With the emergence of new massively parallel systems in the high performance computing area allowing scientific simulations to run on thousands of processors, the mean time between failures of large machines is decreasing from several weeks to a few minutes. The ability of hardware and software components to handle these singular events called process failures is therefore getting increasingly important. In order for a scientific code to continue despite a process failure, the application must be able to retrieve the lost data items. The recovery procedure after failures might be fairly straightforward for elliptic and linear hyperbolic problems. However, the reversibility in time for parabolic problems appears to be the most challenging part because it is an ill-posed problem. This paper focuses on new fault-tolerant numerical schemes for the time integration of parabolic problems.
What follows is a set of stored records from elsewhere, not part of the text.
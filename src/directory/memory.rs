use std::collections::BTreeMap;
use std::path::Path;

use argon2::password_hash::PasswordHash;
use argon2::{Argon2, PasswordVerifier};
use serde::Deserialize;
use tracing::warn;

use super::Directory;
use crate::error::{Error, Result};
use crate::types::{Capability, Principal, Project, Repository};

/// On-disk form of a directory snapshot, loadable from TOML.
#[derive(Debug, Default, Deserialize)]
pub struct DirectorySnapshot {
    #[serde(default)]
    pub projects: Vec<Project>,
    #[serde(default)]
    pub repositories: Vec<Repository>,
    #[serde(default)]
    pub accounts: Vec<AccountRecord>,
    /// Capabilities unauthenticated users hold on public projects.
    #[serde(default)]
    pub anonymous: Vec<String>,
}

#[derive(Debug, Clone, Deserialize)]
pub struct AccountRecord {
    pub login: String,
    /// Identifier emitted into ACL permission tiers. Defaults to the login.
    #[serde(default)]
    pub acl_id: Option<String>,
    /// PHC-format argon2 hash. Accounts without one cannot authenticate
    /// over HTTP (deploy keys, service principals).
    #[serde(default)]
    pub password_hash: Option<String>,
    #[serde(default)]
    pub memberships: Vec<MembershipRecord>,
}

#[derive(Debug, Clone, Deserialize)]
pub struct MembershipRecord {
    pub project: String,
    pub capabilities: Vec<String>,
}

struct Account {
    login: String,
    acl_id: String,
    password_hash: Option<String>,
    memberships: BTreeMap<String, Capability>,
}

/// In-memory [`Directory`] backed by a loaded snapshot. Suitable for the
/// standalone binary and for tests; a deployment embedded in a larger
/// application would implement [`Directory`] over its own database.
#[derive(Default)]
pub struct InMemoryDirectory {
    projects: BTreeMap<String, Project>,
    repos_by_project: BTreeMap<String, Repository>,
    accounts: Vec<Account>,
    anonymous: Capability,
}

impl InMemoryDirectory {
    pub fn new() -> Self {
        Self::default()
    }

    pub fn load(path: &Path) -> Result<Self> {
        let text = std::fs::read_to_string(path)?;
        let snapshot: DirectorySnapshot = toml::from_str(&text)
            .map_err(|e| Error::Config(format!("{}: {e}", path.display())))?;
        Self::from_snapshot(snapshot)
    }

    pub fn from_snapshot(snapshot: DirectorySnapshot) -> Result<Self> {
        let mut dir = Self::new();

        let anonymous = Capability::parse_many(&snapshot.anonymous).ok_or_else(|| {
            Error::Config(format!(
                "unknown anonymous capability in {:?}",
                snapshot.anonymous
            ))
        })?;
        dir.anonymous = anonymous;

        for project in snapshot.projects {
            dir.add_project(project);
        }
        for repo in snapshot.repositories {
            dir.add_repository(repo)?;
        }
        for account in snapshot.accounts {
            dir.add_account(&account)?;
        }

        Ok(dir)
    }

    pub fn add_project(&mut self, project: Project) {
        self.projects.insert(project.id.clone(), project);
    }

    pub fn add_repository(&mut self, repo: Repository) -> Result<()> {
        if !self.projects.contains_key(&repo.project_id) {
            return Err(Error::ProjectNotFound(repo.project_id));
        }
        self.repos_by_project.insert(repo.project_id.clone(), repo);
        Ok(())
    }

    pub fn add_account(&mut self, record: &AccountRecord) -> Result<()> {
        let mut memberships = BTreeMap::new();
        for m in &record.memberships {
            if !self.projects.contains_key(&m.project) {
                return Err(Error::ProjectNotFound(m.project.clone()));
            }
            let caps = Capability::parse_many(&m.capabilities).ok_or_else(|| {
                Error::Config(format!(
                    "unknown capability for '{}' on '{}'",
                    record.login, m.project
                ))
            })?;
            memberships.insert(m.project.clone(), caps);
        }

        self.accounts.push(Account {
            login: record.login.clone(),
            acl_id: record
                .acl_id
                .clone()
                .unwrap_or_else(|| record.login.clone()),
            password_hash: record.password_hash.clone(),
            memberships,
        });
        Ok(())
    }

    pub fn set_anonymous(&mut self, anonymous: Capability) {
        self.anonymous = anonymous;
    }
}

impl Directory for InMemoryDirectory {
    fn project(&self, id: &str) -> Result<Option<Project>> {
        Ok(self.projects.get(id).cloned())
    }

    fn projects(&self) -> Result<Vec<Project>> {
        Ok(self.projects.values().cloned().collect())
    }

    fn self_and_descendants(&self, id: &str) -> Result<Vec<Project>> {
        let root = self
            .projects
            .get(id)
            .cloned()
            .ok_or_else(|| Error::ProjectNotFound(id.to_string()))?;

        let mut result = vec![root];
        let mut frontier = vec![id.to_string()];
        while let Some(current) = frontier.pop() {
            for project in self.projects.values() {
                if project.parent.as_deref() == Some(current.as_str()) {
                    result.push(project.clone());
                    frontier.push(project.id.clone());
                }
            }
        }
        Ok(result)
    }

    fn repository(&self, project_id: &str) -> Result<Option<Repository>> {
        Ok(self.repos_by_project.get(project_id).cloned())
    }

    fn repository_by_name(&self, name: &str) -> Result<Option<Repository>> {
        Ok(self
            .repos_by_project
            .values()
            .find(|r| r.name == name)
            .cloned())
    }

    fn members(&self, project_id: &str) -> Result<Vec<Principal>> {
        Ok(self
            .accounts
            .iter()
            .filter_map(|a| {
                a.memberships.get(project_id).map(|caps| Principal {
                    login: a.login.clone(),
                    acl_id: a.acl_id.clone(),
                    capabilities: *caps,
                })
            })
            .collect())
    }

    fn anonymous_capability(&self, project: &Project) -> Capability {
        if project.public {
            self.anonymous
        } else {
            Capability::default()
        }
    }

    fn authenticate(&self, login: &str, password: &str) -> Result<Option<Principal>> {
        let Some(account) = self.accounts.iter().find(|a| a.login == login) else {
            return Ok(None);
        };
        let Some(hash) = account.password_hash.as_deref() else {
            return Ok(None);
        };

        let parsed = match PasswordHash::new(hash) {
            Ok(parsed) => parsed,
            Err(e) => {
                warn!("unparseable password hash for '{login}': {e}");
                return Ok(None);
            }
        };

        if Argon2::default()
            .verify_password(password.as_bytes(), &parsed)
            .is_err()
        {
            return Ok(None);
        }

        Ok(Some(Principal {
            login: account.login.clone(),
            acl_id: account.acl_id.clone(),
            capabilities: Capability::default(),
        }))
    }
}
The new algorithm allows the application to recover from process failures and to reconstruct numerically the lost data of the failed process(es) avoiding the expensive roll-back operation required in most checkpoint/restart schemes. As a fault tolerant communication library, we use the fault tolerant message passing interface developed by the Innovative Computing Laboratory at the University of Tennessee. Experimental results show promising performances. Indeed, the three-dimensional parabolic benchmark code is able to recover and to keep on running after failures, adding only a very small penalty to the overall time of execution.